I am using Saltstack in a homelab, and I often find myself checking in slightly-broken rules when testing them. I would like to be able to check them for validity, and otherwise lint them, locally and on a Jenkins instance, but I can't find any documentation about how I might do so. Is there something I'm missing?
4 Answers
Syntax issues are multi-layered in Salt (i.g.
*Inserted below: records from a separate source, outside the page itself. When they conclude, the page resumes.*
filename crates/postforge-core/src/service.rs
//! Post service - validates input, runs the agents, assembles and stores posts.

use std::sync::Arc;

use crate::agents::{ImageAgent, ResearchAgent, TextAgent};
use crate::domain::Post;
use crate::error::DomainError;
use crate::ports::{PostStore, ProviderGateway, ResearchSource};

/// Orchestrates the generation pipeline over an injected store.
#[derive(Clone)]
pub struct PostService {
    text_agent: TextAgent,
    image_agent: ImageAgent,
    research_agent: Option<ResearchAgent>,
    store: Arc<dyn PostStore>,
}

impl PostService {
    pub fn new(gateway: Arc<dyn ProviderGateway>, store: Arc<dyn PostStore>) -> Self {
        Self {
            text_agent: TextAgent::new(gateway.clone()),
            image_agent: ImageAgent::new(gateway),
            research_agent: None,
            store,
        }
    }

    /// Enrich text prompts with a research source before generation.
    pub fn with_research(mut self, source: Arc<dyn ResearchSource>) -> Self {
        self.research_agent = Some(ResearchAgent::new(source));
        self
    }

    /// Create a post from `prompt`.
    ///
    /// Text generation is mandatory and its failure aborts the call. Image
    /// generation only runs when requested and can never fail the call.
    pub async fn create_post(
        &self,
        prompt: &str,
        generate_image: bool,
    ) -> Result<Post, DomainError> {
        if prompt.trim().is_empty() {
            return Err(DomainError::Validation("prompt is required".to_string()));
        }

        let text_prompt = match &self.research_agent {
            Some(agent) => agent.enrich_prompt(prompt).await,
            None => prompt.to_string(),
        };

        tracing::debug!("Generating post text");
        let text = self.text_agent.run(&text_prompt).await?;

        let image = if generate_image {
            tracing::debug!("Generating post image");
            self.image_agent.run(prompt).await.into_data_uri()
        } else {
            String::new()
        };

        let post = Post::new(prompt.to_string(), text, image);
        let outcome = self.store.insert(post).await?;

        if let Some(evicted) = outcome.evicted {
            tracing::info!(post_id = %evicted, "Evicted oldest post");
        }
        tracing::info!(post_id = %outcome.post.id, "Post created");

        Ok(outcome.post)
    }

    /// All stored posts, newest first.
    pub async fn list_posts(&self) -> Result<Vec<Post>, DomainError> {
        Ok(self.store.list_all().await?)
    }

    pub async fn post_count(&self) -> Result<usize, DomainError> {
        Ok(self.store.len().await?)
    }

    /// Remove all stored posts, returning how many were removed.
    pub async fn clear_posts(&self) -> Result<usize, DomainError> {
        let count = self.store.clear().await?;
        tracing::info!(count, "Posts cleared");
        Ok(count)
    }
}
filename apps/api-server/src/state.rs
//! Application state - shared across all handlers.

use std::sync::Arc;

use postforge_core::PostService;
use postforge_core::ports::{PostStore, ProviderGateway};
use postforge_infra::{FilePostStore, InMemoryPostStore, NoopResearch};

use crate::config::{AppConfig, StoreBackend};

/// Shared application state.
#[derive(Clone)]
pub struct AppState {
    pub posts: Arc<PostService>,
}

/// Gateway used when the server is built without a provider client.
#[cfg_attr(feature = "openai", allow(dead_code))]
pub struct UnconfiguredGateway;

#[async_trait::async_trait]
impl ProviderGateway for UnconfiguredGateway {
    async fn generate_text(
        &self,
        _prompt: &str,
        _options: &postforge_core::ports::TextGenerationOptions,
    ) -> Result<String, postforge_core::ProviderError> {
        Err(postforge_core::ProviderError::Configuration(
            "no provider compiled in".to_string(),
        ))
    }

    async fn generate_image(
        &self,
        _prompt: &str,
        _options: &postforge_core::ports::ImageGenerationOptions,
    ) -> Result<String, postforge_core::ProviderError> {
        Err(postforge_core::ProviderError::Configuration(
            "no provider compiled in".to_string(),
        ))
    }
}

impl AppState {
    /// Build the application state with the configured implementations.
    pub fn new(config: &AppConfig) -> Result<Self, postforge_core::ProviderError> {
        let store: Arc<dyn PostStore> = match &config.store.backend {
            StoreBackend::Memory => {
                tracing::info!(capacity = config.store.capacity, "Using in-memory post store");
                Arc::new(InMemoryPostStore::new(config.store.capacity))
            }
            StoreBackend::File { dir } => {
                tracing::info!(
                    dir = %dir.display(),
                    capacity = config.store.capacity,
                    "Using file-backed post store"
                );
                Arc::new(FilePostStore::new(dir.clone(), config.store.capacity))
            }
        };

        #[cfg(feature = "openai")]
        let gateway: Arc<dyn ProviderGateway> = {
            if config.openai.api_key.is_none() {
                tracing::warn!("OPENAI_API_KEY not set. Generation requests will fail.");
            }
            Arc::new(postforge_infra::OpenAiGateway::new(config.openai.clone())?)
        };

        #[cfg(not(feature = "openai"))]
        let gateway: Arc<dyn ProviderGateway> = {
            tracing::warn!("Running without openai feature - generation requests will fail");
            Arc::new(UnconfiguredGateway)
        };

        let service = PostService::new(gateway, store).with_research(Arc::new(NoopResearch));

        tracing::info!("Application state initialized");

        Ok(Self::from_service(service))
    }

    pub fn from_service(service: PostService) -> Self {
        Self {
            posts: Arc::new(service),
        }
    }
}
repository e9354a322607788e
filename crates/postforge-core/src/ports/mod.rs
//! Ports - trait definitions for external dependencies.
//! These are the "interfaces" that infrastructure must implement.

mod provider;
mod research;
mod store;

pub use provider::{
    ImageGenerationOptions, ImageQuality, ImageSize, ProviderGateway, TextGenerationOptions,
};
pub use research::{ResearchData, ResearchError, ResearchSource};
pub use store::{DEFAULT_POST_CAPACITY, InsertOutcome, PostStore};
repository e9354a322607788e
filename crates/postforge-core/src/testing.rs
//! Test doubles shared by the unit tests in this crate.

use std::sync::Mutex;
use std::sync::atomic::{AtomicUsize, Ordering};

use async_trait::async_trait;

use crate::domain::Post;
use crate::error::{ProviderError, StoreError};
use crate::ports::{
    ImageGenerationOptions, InsertOutcome, PostStore, ProviderGateway, TextGenerationOptions,
};

/// Scripted gateway. `None` responses fail with a remote error.
#[derive(Default)]
pub(crate) struct FakeGateway {
    text: Option<String>,
    image: Option<String>,
    text_calls: AtomicUsize,
    image_calls: AtomicUsize,
    last_text: Mutex<Option<(String, TextGenerationOptions)>>,
    last_image: Mutex<Option<(String, ImageGenerationOptions)>>,
}

impl FakeGateway {
    pub fn with_text(text: &str) -> Self {
        Self {
            text: Some(text.to_string()),
            ..Default::default()
        }
    }

    pub fn failing() -> Self {
        Self::default()
    }

    pub fn image(mut self, uri: &str) -> Self {
        self.image = Some(uri.to_string());
        self
    }

    pub fn text_calls(&self) -> usize {
        self.text_calls.load(Ordering::SeqCst)
    }

    pub fn image_calls(&self) -> usize {
        self.image_calls.load(Ordering::SeqCst)
    }

    pub fn last_text_call(&self) -> Option<(String, TextGenerationOptions)> {
        self.last_text.lock().unwrap().clone()
    }

    pub fn last_image_call(&self) -> Option<(String, ImageGenerationOptions)> {
        self.last_image.lock().unwrap().clone()
    }
}

#[async_trait]
impl ProviderGateway for FakeGateway {
    async fn generate_text(
        &self,
        prompt: &str,
        options: &TextGenerationOptions,
    ) -> Result<String, ProviderError> {
        self.text_calls.fetch_add(1, Ordering::SeqCst);
        *self.last_text.lock().unwrap() = Some((prompt.to_string(), options.clone()));
        self.text.clone().ok_or_else(|| ProviderError::Remote {
            status: 500,
            message: "text backend down".into(),
        })
    }

    async fn generate_image(
        &self,
        prompt: &str,
        options: &ImageGenerationOptions,
    ) -> Result<String, ProviderError> {
        self.image_calls.fetch_add(1, Ordering::SeqCst);
        *self.last_image.lock().unwrap() = Some((prompt.to_string(), options.clone()));
        self.image.clone().ok_or_else(|| ProviderError::Remote {
            status: 500,
            message: "image backend down".into(),
        })
    }
}

/// Minimal bounded store for pipeline tests.
pub(crate) struct VecStore {
    capacity: usize,
    posts: Mutex<Vec<Post>>,
}

impl VecStore {
    pub fn new(capacity: usize) -> Self {
        Self {
            capacity,
            posts: Mutex::new(Vec::new()),
        }
    }
}

#[async_trait]
impl PostStore for VecStore {
    async fn insert(&self, post: Post) -> Result<InsertOutcome, StoreError> {
        let mut posts = self.posts.lock().unwrap();
        let evicted = if posts.len() >= self.capacity {
            Some(posts.remove(0).id)
        } else {
            None
        };
        posts.push(post.clone());
        Ok(InsertOutcome { post, evicted })
    }

    async fn list_all(&self) -> Result<Vec<Post>, StoreError> {
        Ok(self.posts.lock().unwrap().iter().rev().cloned().collect())
    }

    async fn clear(&self) -> Result<usize, StoreError> {
        let mut posts = self.posts.lock().unwrap();
        let count = posts.len();
        posts.clear();
        Ok(count)
    }

    async fn len(&self) -> Result<usize, StoreError> {
        Ok(self.posts.lock().unwrap().len())
    }
}
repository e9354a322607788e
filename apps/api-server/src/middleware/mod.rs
//! Middleware modules.

pub mod error;
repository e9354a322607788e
//! # Postforge Shared
//!
//! Request and response envelopes exchanged with HTTP clients.

pub mod dto;
pub mod response;

pub use response::ErrorResponse;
Jinja -> YAML -> state function args) and there is no tool to cover them all.
The fast answer based on this related issue is to trigger the multi-layered parsing:
salt-call state.show_highstate | tee highstate.output.yaml
salt-call state.show_sls [state_id] | tee state_id.output.yaml
The show_*
functions display state data as minion sees it before execution.
Using salt-call
on minion side (instead of salt
on master side) often provides better debug options - this is mostly a preference.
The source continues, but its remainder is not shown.